Data under study below:

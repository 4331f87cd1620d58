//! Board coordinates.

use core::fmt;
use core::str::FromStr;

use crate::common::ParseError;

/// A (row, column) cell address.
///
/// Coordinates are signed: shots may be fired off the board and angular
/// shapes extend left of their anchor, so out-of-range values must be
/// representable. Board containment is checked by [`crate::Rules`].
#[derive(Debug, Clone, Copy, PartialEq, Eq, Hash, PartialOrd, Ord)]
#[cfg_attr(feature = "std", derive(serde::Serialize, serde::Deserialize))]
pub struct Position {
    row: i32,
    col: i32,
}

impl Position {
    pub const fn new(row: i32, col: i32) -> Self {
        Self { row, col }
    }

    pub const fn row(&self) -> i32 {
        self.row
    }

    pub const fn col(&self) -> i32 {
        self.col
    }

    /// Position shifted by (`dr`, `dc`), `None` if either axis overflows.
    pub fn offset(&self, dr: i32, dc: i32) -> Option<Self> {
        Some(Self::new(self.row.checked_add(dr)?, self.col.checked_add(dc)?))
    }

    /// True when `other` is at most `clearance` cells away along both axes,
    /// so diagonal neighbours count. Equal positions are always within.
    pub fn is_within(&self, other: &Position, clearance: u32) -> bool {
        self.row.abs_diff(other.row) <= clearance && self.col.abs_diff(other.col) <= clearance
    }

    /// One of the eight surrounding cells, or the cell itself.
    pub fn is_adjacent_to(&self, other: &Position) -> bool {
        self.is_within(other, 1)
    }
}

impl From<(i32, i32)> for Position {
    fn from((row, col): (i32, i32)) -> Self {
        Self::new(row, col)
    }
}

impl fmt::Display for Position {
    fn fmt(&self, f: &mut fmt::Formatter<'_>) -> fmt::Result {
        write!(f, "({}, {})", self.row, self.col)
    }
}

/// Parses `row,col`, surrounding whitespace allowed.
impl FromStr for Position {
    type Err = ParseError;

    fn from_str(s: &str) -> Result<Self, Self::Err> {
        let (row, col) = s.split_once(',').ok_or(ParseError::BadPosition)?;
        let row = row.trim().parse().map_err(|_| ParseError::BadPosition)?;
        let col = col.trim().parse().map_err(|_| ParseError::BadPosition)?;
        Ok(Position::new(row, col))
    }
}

End of Data under study.

_About this exercise_: Your task is to transcribe the line containing "cells away along" and every line after it, through the last line of the data, exactly as written and with nothing more.

_Answer for this exercise_:
    /// True when `other` is at most `clearance` cells away along both axes,
    /// so diagonal neighbours count. Equal positions are always within.
    pub fn is_within(&self, other: &Position, clearance: u32) -> bool {
        self.row.abs_diff(other.row) <= clearance && self.col.abs_diff(other.col) <= clearance
    }

    /// One of the eight surrounding cells, or the cell itself.
    pub fn is_adjacent_to(&self, other: &Position) -> bool {
        self.is_within(other, 1)
    }
}

impl From<(i32, i32)> for Position {
    fn from((row, col): (i32, i32)) -> Self {
        Self::new(row, col)
    }
}

impl fmt::Display for Position {
    fn fmt(&self, f: &mut fmt::Formatter<'_>) -> fmt::Result {
        write!(f, "({}, {})", self.row, self.col)
    }
}

/// Parses `row,col`, surrounding whitespace allowed.
impl FromStr for Position {
    type Err = ParseError;

    fn from_str(s: &str) -> Result<Self, Self::Err> {
        let (row, col) = s.split_once(',').ok_or(ParseError::BadPosition)?;
        let row = row.trim().parse().map_err(|_| ParseError::BadPosition)?;
        let col = col.trim().parse().map_err(|_| ParseError::BadPosition)?;
        Ok(Position::new(row, col))
    }
}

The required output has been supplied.